Most modern drug development strategies for Alzheimer’s target amyloid plaques or tau tangles – hallmarks of AD pathology – but have shown limited success in the clinic. Now, researchers at University of California San Francisco (UCSF) and the Gladstone Institutes offer a new strategy: use a precision, cell-type-focused approach to correct dysfunctional gene networks in both neurons and glial cells simultaneously.
The researchers created an integrated single-cell map of the aging brain using data from three separate post-mortem human brain studies. They analyzed gene expression changes across six major brain cell types in Alzheimer’s patients versus controls. This revealed profound cell-type-specific differences. Not only did different cells show different gene expression changes, but some genes flipped direction depending on the cell type. For example, APOE, a well-known AD risk gene, was upregulated in microglia but downregulated in astrocytes.
Using this detailed cell-type “fingerprint” of Alzheimer’s, the team turned to a computational drug repurposing platform called the Connectivity Map (CMap), which contains gene expression responses to over 1,300 drugs with the aim of identifying existing drugs that could reverse the Alzheimer’s gene expression signatures in multiple cell types.
Out of the 25 top-scoring candidates, two stood out: letrozole, a breast cancer drug that corrected neuronal dysfunction, and irinotecan, a chemotherapy agent that reprogrammed glial cells.

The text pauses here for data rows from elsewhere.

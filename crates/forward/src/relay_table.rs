//! Time-bounded map from relayed message id to its origin channel.
//!
//! Each entry is removed by a one-shot timer after the table's TTL. Lookups
//! also check the deadline, so an entry is never observable at or past its
//! expiry even if the timer has not run yet.

use std::{
    collections::HashMap,
    sync::{Arc, Mutex, Weak},
    time::Duration,
};

use {tokio::time::Instant, tracing::trace};

use crate::types::RelayEntry;

struct Slot {
    entry: RelayEntry,
    expires_at: Instant,
    /// Distinguishes re-insertions of the same id so a stale timer
    /// cannot remove a newer entry.
    generation: u64,
}

#[derive(Default)]
struct Slots {
    by_id: HashMap<String, Slot>,
    next_generation: u64,
}

/// Correlation store for two-way relay.
pub struct RelayTable {
    slots: Arc<Mutex<Slots>>,
    ttl: Duration,
}

impl RelayTable {
    pub fn new(ttl: Duration) -> Self {
        Self {
            slots: Arc::new(Mutex::new(Slots::default())),
            ttl,
        }
    }

    pub fn ttl(&self) -> Duration {
        self.ttl
    }

    /// Record that replies to `message_id` go back to `entry`, for the table's TTL.
    pub fn put(&self, message_id: impl Into<String>, entry: RelayEntry) {
        self.put_with_ttl(message_id, entry, self.ttl);
    }

    pub fn put_with_ttl(&self, message_id: impl Into<String>, entry: RelayEntry, ttl: Duration) {
        let message_id = message_id.into();
        let expires_at = Instant::now() + ttl;
        let generation = {
            let mut slots = self.slots.lock().unwrap_or_else(|e| e.into_inner());
            let generation = slots.next_generation;
            slots.next_generation += 1;
            slots.by_id.insert(message_id.clone(), Slot {
                entry,
                expires_at,
                generation,
            });
            generation
        };

        // Outside a runtime the deadline check in `get` still enforces expiry;
        // the entry is reclaimed by `purge_expired`.
        if let Ok(handle) = tokio::runtime::Handle::try_current() {
            let slots = Arc::downgrade(&self.slots);
            handle.spawn(expire_at(slots, message_id, generation, expires_at));
        }
    }

    /// Origin for a relayed message id, if it is still within its reply window.
    pub fn get(&self, message_id: &str) -> Option<RelayEntry> {
        let slots = self.slots.lock().unwrap_or_else(|e| e.into_inner());
        slots
            .by_id
            .get(message_id)
            .filter(|slot| Instant::now() < slot.expires_at)
            .map(|slot| slot.entry.clone())
    }

    /// Drop every entry past its deadline. Returns how many were removed.
    pub fn purge_expired(&self) -> usize {
        let now = Instant::now();
        let mut slots = self.slots.lock().unwrap_or_else(|e| e.into_inner());
        let before = slots.by_id.len();
        slots.by_id.retain(|_, slot| now < slot.expires_at);
        before - slots.by_id.len()
    }

    /// Number of entries still within their reply window.
    pub fn len(&self) -> usize {
        let now = Instant::now();
        let slots = self.slots.lock().unwrap_or_else(|e| e.into_inner());
        slots
            .by_id
            .values()
            .filter(|slot| now < slot.expires_at)
            .count()
    }

    pub fn is_empty(&self) -> bool {
        self.len() == 0
    }
}

async fn expire_at(slots: Weak<Mutex<Slots>>, message_id: String, generation: u64, at: Instant) {
    tokio::time::sleep_until(at).await;
    let Some(slots) = slots.upgrade() else {
        return;
    };
    let mut slots = slots.lock().unwrap_or_else(|e| e.into_inner());
    if slots
        .by_id
        .get(&message_id)
        .is_some_and(|slot| slot.generation == generation)
    {
        slots.by_id.remove(&message_id);
        trace!(message_id, "relay entry expired");
    }
}

#[allow(clippy::unwrap_used, clippy::expect_used)]
#[cfg(test)]
mod tests {
    use super::*;

    fn origin(channel_id: &str) -> RelayEntry {
        RelayEntry {
            platform: "onebot".into(),
            channel_id: channel_id.into(),
            self_id: "A1".into(),
            guild_id: None,
        }
    }

    #[tokio::test(start_paused = true)]
    async fn entry_lives_exactly_ttl() {
        let table = RelayTable::new(Duration::from_millis(1000));
        table.put("M", origin("100"));

        tokio::time::advance(Duration::from_millis(999)).await;
        assert_eq!(table.get("M"), Some(origin("100")));

        tokio::time::advance(Duration::from_millis(1)).await;
        assert_eq!(table.get("M"), None);
    }

    #[tokio::test(start_paused = true)]
    async fn timer_removes_entry() {
        let table = RelayTable::new(Duration::from_secs(60));
        table.put("M", origin("100"));
        assert_eq!(table.len(), 1);

        tokio::time::sleep(Duration::from_secs(61)).await;
        assert!(table.is_empty());
        assert_eq!(table.purge_expired(), 0);
    }

    #[tokio::test(start_paused = true)]
    async fn stale_timer_keeps_newer_entry() {
        let table = RelayTable::new(Duration::from_secs(10));
        table.put("M", origin("old"));
        tokio::time::advance(Duration::from_secs(5)).await;
        table.put("M", origin("new"));

        // The first timer fires here but must not remove the re-inserted id.
        tokio::time::sleep(Duration::from_secs(6)).await;
        assert_eq!(table.get("M"), Some(origin("new")));

        tokio::time::sleep(Duration::from_secs(5)).await;
        assert_eq!(table.get("M"), None);
    }

    #[tokio::test(start_paused = true)]
    async fn per_entry_ttl_override() {
        let table = RelayTable::new(Duration::from_secs(3600));
        table.put_with_ttl("short", origin("1"), Duration::from_millis(10));
        table.put("long", origin("2"));

        tokio::time::advance(Duration::from_millis(10)).await;
        assert_eq!(table.get("short"), None);
        assert!(table.get("long").is_some());
    }

    #[test]
    fn works_without_runtime() {
        let table = RelayTable::new(Duration::ZERO);
        table.put("M", origin("100"));
        assert_eq!(table.get("M"), None);
        assert_eq!(table.purge_expired(), 1);
        assert_eq!(table.get("unknown"), None);
    }
}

As it turns out, real-world analysis of “clinical records encompassing millions of individuals” revealed that patients who had been treated with either drug had significantly lower rates of Alzheimer’s than matched controls: “In our study, both letrozole and irinotecan are primarily used in cancer patients, a population previously associated with lower AD incidence,” the study notes.
With these insights, the researchers – led by Yaqiao Li and Marina Sirota of the Bakar Computational Health Sciences Institute, UCSF, and Yadong Huang, Gladstone Institute of Neurological Disease – tested the letrozole-irinotecan combination in a mouse model engineered to mimic both amyloid and tau pathologies. After three months of treatment, mice receiving both drugs showed significant improvements in memory – something not observed with either drug alone.

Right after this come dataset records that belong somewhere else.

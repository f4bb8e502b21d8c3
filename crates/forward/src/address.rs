//! `platform:channel_id` address codec.
//!
//! Both platform names and channel ids may contain `:`, so the split point is
//! found by matching the longest known platform name as a literal prefix.
//! Without a match the address is split at the first `:`.

use crosslink_channels::ChannelRef;

/// Parse an address against the names of the currently active platforms.
pub fn parse_address<S: AsRef<str>>(address: &str, platforms: &[S]) -> Option<ChannelRef> {
    let mut known: Vec<&str> = platforms
        .iter()
        .map(|p| p.as_ref())
        .filter(|p| !p.is_empty())
        .collect();
    known.sort_by_key(|p| std::cmp::Reverse(p.len()));

    let matched = known.into_iter().find_map(|platform| {
        address
            .strip_prefix(platform)
            .and_then(|rest| rest.strip_prefix(':'))
            .map(|channel_id| (platform, channel_id))
    });
    let (platform, channel_id) = matched.or_else(|| address.split_once(':'))?;

    if platform.is_empty() || channel_id.is_empty() {
        return None;
    }
    Some(ChannelRef::new(platform, channel_id))
}

/// Inverse of [`parse_address`].
pub fn format_address(channel: &ChannelRef) -> String {
    format!("{}:{}", channel.platform, channel.channel_id)
}
//! Platform-facing abstractions for crosslink.
//!
//! Each chat platform adapter (OneBot, Discord, Telegram, ...) exposes its
//! connected bot identities through the [`RelayBot`] trait and registers them
//! in a [`BotRegistry`]. Inbound events are translated into [`InboundMessage`]
//! before they reach the forwarding core.

pub mod error;
pub mod message;
pub mod plugin;
pub mod registry;

pub use {
    error::{Error, Result},
    message::{Author, ChannelRef, InboundMessage, QuotedMessage, RawChannelId},
    plugin::{MemberDirectory, RelayBot},
    registry::{BotIdentity, BotRegistry},
};
//! Chat commands for editing a channel's forward targets.

use std::fmt;

/// A parsed `forward` subcommand. The invoking channel is implied.
#[derive(Debug, Clone, PartialEq, Eq)]
pub enum ForwardCommand {
    Add { address: String },
    Remove { address: String },
    Clear,
    List,
}

impl ForwardCommand {
    /// Parse command text such as `add discord:200`. Returns `None` for
    /// unknown subcommands or a missing address.
    pub fn parse(text: &str) -> Option<Self> {
        let text = text.trim();
        let cmd = text.split_whitespace().next().unwrap_or("");
        let args = text[cmd.len()..].trim();

        match (cmd.to_ascii_lowercase().as_str(), args) {
            ("add", address) if !address.is_empty() => Some(Self::Add {
                address: address.to_string(),
            }),
            ("remove" | "rm", address) if !address.is_empty() => Some(Self::Remove {
                address: address.to_string(),
            }),
            ("clear", "") => Some(Self::Clear),
            ("list" | "ls", "") => Some(Self::List),
            _ => None,
        }
    }
}

/// User-visible outcome of a command.
#[derive(Debug, Clone, PartialEq, Eq)]
pub enum CommandReply {
    Updated,
    Unchanged,
    NoMatchingBot { address: String },
    InvalidAddress { address: String },
    UpdateFailed,
    ReadOnly,
    /// Addresses of the channel's targets, in order.
    Targets(Vec<String>),
    NoTargets,
    Usage,
}

impl fmt::Display for CommandReply {
    fn fmt(&self, f: &mut fmt::Formatter<'_>) -> fmt::Result {
        match self {
            Self::Updated => f.write_str("Forward targets updated."),
            Self::Unchanged => f.write_str("Forward targets unchanged."),
            Self::NoMatchingBot { address } => write!(f, "No matching bot for {address}."),
            Self::InvalidAddress { address } => {
                write!(f, "Invalid address {address}, expected platform:channel.")
            },
            Self::UpdateFailed => f.write_str("Failed to update forward targets."),
            Self::ReadOnly => f.write_str(
                "Forward targets are defined in the configuration file and cannot be changed here.",
            ),
            Self::Targets(addresses) => {
                f.write_str("Forward targets for this channel:")?;
                for address in addresses {
                    write!(f, "\n{address}")?;
                }
                Ok(())
            },
            Self::NoTargets => f.write_str("This channel has no forward targets."),
            Self::Usage => f.write_str("Usage: forward add <address> | remove <address> | clear | list"),
        }
    }
}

The Morris water maze, a test of spatial memory, revealed that only the combination-treated mice could remember the platform location days later. Histological analysis showed they also had fewer amyloid plaques, reduced tau tangles, and more preserved hippocampal volume.
Interestingly, the drug combo appeared to work via different mechanisms: letrozole restored neuronal structure and function, while irinotecan reduced glial-driven inflammation. When combined, they delivered broader and more potent effects than either could alone.
To understand how the combination was achieving its effect, the team sequenced hippocampal cells from treated mice and found that letrozole and irinotecan had reversed Alzheimer’s-associated gene expression in nearly every major brain cell type. In neurons, genes involved in synaptic plasticity and axon growth were restored. In astrocytes and microglia, genes controlling cholesterol metabolism, oxidative stress, and cell growth were normalized. The therapy also tamped down the excessive “chatter” between neurons and glial cells seen in Alzheimer’s, reducing aberrant signaling and potentially stabilizing brain network function.
This study, published in Cell, could represent a potential step forward for Alzheimer’s as a potential proof of concept for a new method of drug discovery. By combining human omics data, real-world clinical records, and sophisticated animal models, the team are aiming to create a precise and scalable pipeline grounded in patient biology. While limitations remain (such as the fact that the drug responses were initially derived from cancer cells, not brain tissue) the overarching approach is novel, pointing toward the growing synergy between AI, big data, and personalized medicine in tackling complex diseases.
As Alzheimer’s continues to affect millions, strategies like this – targeting the right cells, at the right time, with the right combinations – could, in the authors’ words, target “molecular signatures and clinical features derived from real-world individuals”. This study shows a developing “potential for AI-enabled precision medicine leveraging large-scale multimodal personalized measurements.”